__DESCRIPTION OF THE TASK__: Among the lines of the data, copy those that hold "LineReader".

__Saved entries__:

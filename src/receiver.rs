//! The receiver task: single reader of the inbound byte stream.
//!
//! Every line is classified and routed: inbound data headers feed connection
//! channels, pull responses and `OK`/`ERROR`/`SEND *` sentinels complete the
//! in-flight command, lifecycle lines maintain the connection table, and
//! everything unsolicited goes to the async channel. The task takes the next
//! in-flight command from the writer's rendezvous only at the moment a
//! response completes, which pins completions to submission order.
//!
//! The response grammar separates the body from its `OK`/`ERROR` terminator
//! with a blank line; only directly after a blank line do the sentinels
//! terminate a response. Anything unrecognized between them is body text.

use std::io::{self, Read};
use std::sync::Arc;

use crossbeam_channel::{Receiver as ChannelReceiver, Sender, TrySendError};
use log::{debug, trace, warn};
use parking_lot::RwLock;

use crate::command::{Command, CommandResult, Reply};
use crate::connection::{AsyncEvent, Connection, Packet};
use crate::error::ErrorKind;
use crate::transport::{LineReader, ScanLine};

/// Highest number of concurrently open connections. ESP-AT firmware supports
/// five; the parser assumes single-digit connection ids, so anything up to
/// ten works unchanged.
pub(crate) const MAX_CONNS: usize = 10;

/// Async event channel depth.
pub(crate) const ASYNC_DEPTH: usize = 5;

/// Per-connection frame channel depth.
pub(crate) const CONN_DEPTH: usize = 3;

/// Server accept channel depth.
pub(crate) const SERVER_DEPTH: usize = MAX_CONNS;

/// State shared between the receiver task and the device facade.
pub(crate) struct Shared {
    pub(crate) async_tx: Sender<AsyncEvent>,
    pub(crate) async_rx: ChannelReceiver<AsyncEvent>,
    /// Accept channel installed by `set_server`. When present, new inbound
    /// connections go here instead of into the pending command's reply.
    pub(crate) server: RwLock<Option<(Sender<Connection>, ChannelReceiver<Connection>)>>,
}

/// Entry point of the receiver task.
pub(crate) fn receiver_loop<R: Read>(
    device: String,
    transport: R,
    pending: ChannelReceiver<Command>,
    shared: Arc<Shared>,
) {
    Receiver {
        device,
        wire: LineReader::new(transport),
        pending,
        shared,
        conns: Default::default(),
        body: String::new(),
        after_blank: false,
        staged_conn: None,
        closed: false,
    }
    .run()
}

struct Receiver<R> {
    device: String,
    wire: LineReader<R>,
    /// Rendezvous with the writer task; holds the single in-flight command.
    pending: ChannelReceiver<Command>,
    shared: Arc<Shared>,
    /// Open connection channels, indexed by wire id. Single-connection mode
    /// uses slot 0.
    conns: [Option<Sender<Packet>>; MAX_CONNS],
    /// Accumulated response body.
    body: String,
    /// The previous line was empty.
    after_blank: bool,
    /// Connection from a `CONNECT` observed while no server channel was
    /// installed; becomes the reply of the pending dial command.
    staged_conn: Option<Connection>,
    closed: bool,
}

impl<R: Read> Receiver<R> {
    fn run(mut self) {
        debug!("{}: receiver running", self.device);
        while !self.closed {
            let (raw, truncated) = match self.wire.read_line() {
                Ok(ScanLine::Full(line)) => (line.to_vec(), false),
                Ok(ScanLine::Partial(line)) => (line.to_vec(), true),
                Err(e) if e.kind() == io::ErrorKind::UnexpectedEof => break,
                Err(e) => {
                    let kind = ErrorKind::Transport(e.to_string());
                    self.send_async(AsyncEvent::failure(String::new(), kind));
                    break;
                }
            };
            self.handle_line(&raw, truncated);
        }
        debug!("{}: receiver stopped", self.device);
    }

    fn handle_line(&mut self, raw: &[u8], truncated: bool) {
        trace!("{}: rx {:?}", self.device, String::from_utf8_lossy(raw));

        // Data-carrying headers first: their payload may hide newlines, so
        // they must be handled before any line-shape checks.
        if raw.len() >= 7 && raw.starts_with(b"+IPD,") {
            self.handle_inbound_data(raw);
            return;
        }
        if raw.len() > 15 && raw.starts_with(b"+CIPRECVDATA:") {
            self.handle_pull_response(raw);
            return;
        }

        // Overlong or unterminated chunks are body text, kept verbatim.
        if truncated || raw.len() < 2 || raw[raw.len() - 2] != b'\r' {
            self.body.push_str(&String::from_utf8_lossy(raw));
            return;
        }
        let line = &raw[..raw.len() - 2];

        if line.is_empty() {
            self.after_blank = true;
            return;
        }
        if self.after_blank {
            self.after_blank = false;
            match line {
                b"OK" => {
                    let reply = self.take_reply();
                    self.complete(Ok(reply));
                    return;
                }
                b"ERROR" => {
                    let mut code = std::mem::take(&mut self.body);
                    if code.is_empty() {
                        code.push_str("socket");
                    }
                    self.complete(Err(ErrorKind::Esp(code)));
                    return;
                }
                b"SEND OK" => {
                    let reply = self.take_send_reply();
                    self.complete(Ok(reply));
                    return;
                }
                b"SEND FAIL" => {
                    self.complete(Err(ErrorKind::Timeout));
                    return;
                }
                _ => {}
            }
        }

        if line == b">" {
            // Payload prompt after +CIPSEND=; the caller synchronizes the
            // payload write through the device lock.
            return;
        }
        if line.len() >= 12 && line.starts_with(b"Recv ") {
            // Module-side receipt confirmation for +CIPSEND.
            return;
        }
        if line == b"CONNECT"
            || line == b"CLOSED"
            || (line.len() > 1 && (&line[1..] == b",CONNECT" || &line[1..] == b",CLOSED"))
        {
            self.handle_link(line);
            return;
        }
        if line == b"ready" {
            self.send_async(AsyncEvent::line("ready"));
            return;
        }
        if line.len() > 5 && line.starts_with(b"WIFI ") {
            self.send_async(AsyncEvent::line(String::from_utf8_lossy(line)));
            return;
        }

        self.body.push_str(&String::from_utf8_lossy(line));
        self.body.push('\n');
    }

    /// `+IPD,[<id>,]<len>:<payload>` (active) or `+IPD,[<id>,]<len>` (passive).
    fn handle_inbound_data(&mut self, raw: &[u8]) {
        let (slot, num_at) = if raw[6] == b',' {
            (raw[5].wrapping_sub(b'0') as usize, 7)
        } else {
            (0, 5)
        };
        if slot >= MAX_CONNS {
            self.parse_failure(raw);
            return;
        }
        let Some(tx) = self.conns[slot].clone() else {
            let text = String::from_utf8_lossy(raw).into_owned();
            self.send_async(AsyncEvent::failure(text, ErrorKind::UnknownConnection));
            return;
        };

        // Find the end of the length field: ':' starts an inline payload,
        // CRLF means passive-mode availability.
        let mut active = None;
        let mut k = num_at + 1;
        while k < raw.len() {
            match raw[k] {
                b':' => {
                    active = Some(true);
                    break;
                }
                b'\r' if k + 1 < raw.len() && raw[k + 1] == b'\n' => {
                    active = Some(false);
                    break;
                }
                _ => k += 1,
            }
        }
        let Some(active) = active else {
            self.parse_failure(raw);
            return;
        };

        if !active {
            let _ = tx.send(Packet::Available);
            return;
        }

        let len = parse_int(&raw[num_at..k]);
        if len <= 0 {
            // Close the channel so its reader does not deadlock.
            self.conns[slot] = None;
            self.parse_failure(raw);
            return;
        }
        let mut frame = vec![0u8; len as usize];
        if self.read_payload(&raw[k + 1..], &mut frame, len as usize).is_err() {
            self.parse_failure(raw);
            return;
        }
        trace!("{}: conn {}: {} byte frame", self.device, slot, frame.len());
        // Blocks while the connection channel is full; a slow connection
        // reader stalls the whole receive loop.
        let _ = tx.send(Packet::Data(frame));
    }

    /// `+CIPRECVDATA:<len>,<payload>` — response to a passive-mode pull.
    ///
    /// Completes the pending command inline with the number of payload bytes
    /// that fit its receive buffer; the remainder of the frame is discarded.
    fn handle_pull_response(&mut self, raw: &[u8]) {
        let mut k = 14;
        while k < raw.len() && raw[k] != b',' {
            k += 1;
        }
        if k == raw.len() {
            self.parse_failure(raw);
            return;
        }
        let len = parse_int(&raw[13..k]);
        if len <= 0 {
            self.parse_failure(raw);
            return;
        }
        let len = len as usize;

        let Ok(cmd) = self.pending.recv() else {
            self.closed = true;
            return;
        };
        let want = cmd.recv_len.unwrap_or(0).min(len);
        let mut data = vec![0u8; want];
        let mut outcome = self.read_payload(&raw[k + 1..], &mut data, len);
        if outcome.is_ok() {
            // The closing status line of the pull response.
            outcome = match self.wire.read_line() {
                Ok(_) => Ok(()),
                Err(e) => Err(ErrorKind::Transport(e.to_string())),
            };
        }
        match outcome {
            Ok(()) => cmd.complete(Ok(Reply::Data(data))),
            Err(kind) => cmd.complete(Err(kind)),
        }
    }

    /// `[<id>,]CONNECT` / `[<id>,]CLOSED` — connection lifecycle.
    fn handle_link(&mut self, line: &[u8]) {
        let (id, slot) = if line[0] == b'C' {
            // Single-connection mode: slot 0 on the wire, -1 to the caller.
            (-1, 0)
        } else {
            let slot = line[0].wrapping_sub(b'0') as usize;
            if slot >= MAX_CONNS {
                self.parse_failure(line);
                return;
            }
            (slot as i32, slot)
        };

        if line[line.len() - 1] == b'T' {
            let (tx, rx) = crossbeam_channel::bounded(CONN_DEPTH);
            self.conns[slot] = Some(tx);
            let conn = Connection { id, rx };
            let server = self
                .shared
                .server
                .read()
                .as_ref()
                .map(|(accept, _)| accept.clone());
            if let Some(accept) = server {
                debug!("{}: conn {} accepted", self.device, id);
                // Blocks while the accept queue is full.
                let _ = accept.send(conn);
            } else {
                debug!("{}: conn {} open", self.device, id);
                self.staged_conn = Some(conn);
            }
        } else {
            debug!("{}: conn {} closed", self.device, id);
            // Dropping the sender disconnects the channel, which is the EOF
            // signal to connection readers.
            self.conns[slot] = None;
        }
    }

    /// Consumes `total` payload bytes: `prefetch` first, the transport after,
    /// with the first `buf.len()` bytes kept. Requires `buf.len() <= total`.
    /// The frame's trailing CRLF is consumed as well.
    fn read_payload(
        &mut self,
        prefetch: &[u8],
        buf: &mut [u8],
        total: usize,
    ) -> Result<(), ErrorKind> {
        let head = buf.len().min(prefetch.len());
        buf[..head].copy_from_slice(&prefetch[..head]);
        let mut rest = &prefetch[head..];
        if head < buf.len() {
            self.wire
                .read_exact_into(&mut buf[head..])
                .map_err(transport_error)?;
        }

        let mut remaining = total - buf.len();
        let skip = rest.len().min(remaining);
        rest = &rest[skip..];
        remaining -= skip;
        if remaining > 0 {
            self.wire.discard(remaining).map_err(transport_error)?;
        }

        if rest != b"\r\n" {
            match self.wire.read_line().map_err(transport_error)? {
                ScanLine::Full(line) if line.ends_with(b"\r\n") => {}
                _ => return Err(ErrorKind::Parse),
            }
        }
        Ok(())
    }

    fn take_reply(&mut self) -> Reply {
        if let Some(conn) = self.staged_conn.take() {
            return Reply::Conn(conn);
        }
        let body = std::mem::take(&mut self.body);
        if body.is_empty() {
            Reply::Empty
        } else {
            Reply::Str(body)
        }
    }

    /// `SEND OK` carries no body; only a staged connection survives into the
    /// reply.
    fn take_send_reply(&mut self) -> Reply {
        match self.staged_conn.take() {
            Some(conn) => Reply::Conn(conn),
            None => Reply::Empty,
        }
    }

    /// Completes the in-flight command, blocking on the rendezvous until the
    /// writer hands one over.
    fn complete(&mut self, result: CommandResult) {
        match self.pending.recv() {
            Ok(cmd) => {
                trace!("{}: AT{} done", self.device, cmd.name);
                cmd.complete(result);
            }
            Err(_) => self.closed = true,
        }
        self.body.clear();
        self.staged_conn = None;
    }

    fn parse_failure(&mut self, context: &[u8]) {
        let text = String::from_utf8_lossy(context).into_owned();
        self.send_async(AsyncEvent::failure(text, ErrorKind::Parse));
    }

    /// Non-blocking async delivery with the drop-oldest overflow policy: on
    /// a full channel, drop one oldest event, insert the empty overrun
    /// marker once per episode, retry.
    fn send_async(&mut self, event: AsyncEvent) {
        let mut msg = event;
        let mut overrun = false;
        loop {
            match self.shared.async_tx.try_send(msg) {
                Ok(()) => return,
                Err(TrySendError::Disconnected(_)) => return,
                Err(TrySendError::Full(back)) => {
                    msg = back;
                    let _ = self.shared.async_rx.try_recv();
                    if !overrun {
                        overrun = true;
                        warn!("{}: async channel overrun, oldest events dropped", self.device);
                        let _ = self.shared.async_tx.send(AsyncEvent::overrun());
                    }
                }
            }
        }
    }
}

fn transport_error(e: io::Error) -> ErrorKind {
    ErrorKind::Transport(e.to_string())
}

/// Decimal field parser; malformed input yields 0, which every caller
/// rejects as out of range.
fn parse_int(bytes: &[u8]) -> i64 {
    std::str::from_utf8(bytes)
        .ok()
        .and_then(|s| s.parse().ok())
        .unwrap_or(0)
}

__ANSWER TO THIS TASK__:
use crate::transport::{LineReader, ScanLine};
        wire: LineReader::new(transport),
    wire: LineReader<R>,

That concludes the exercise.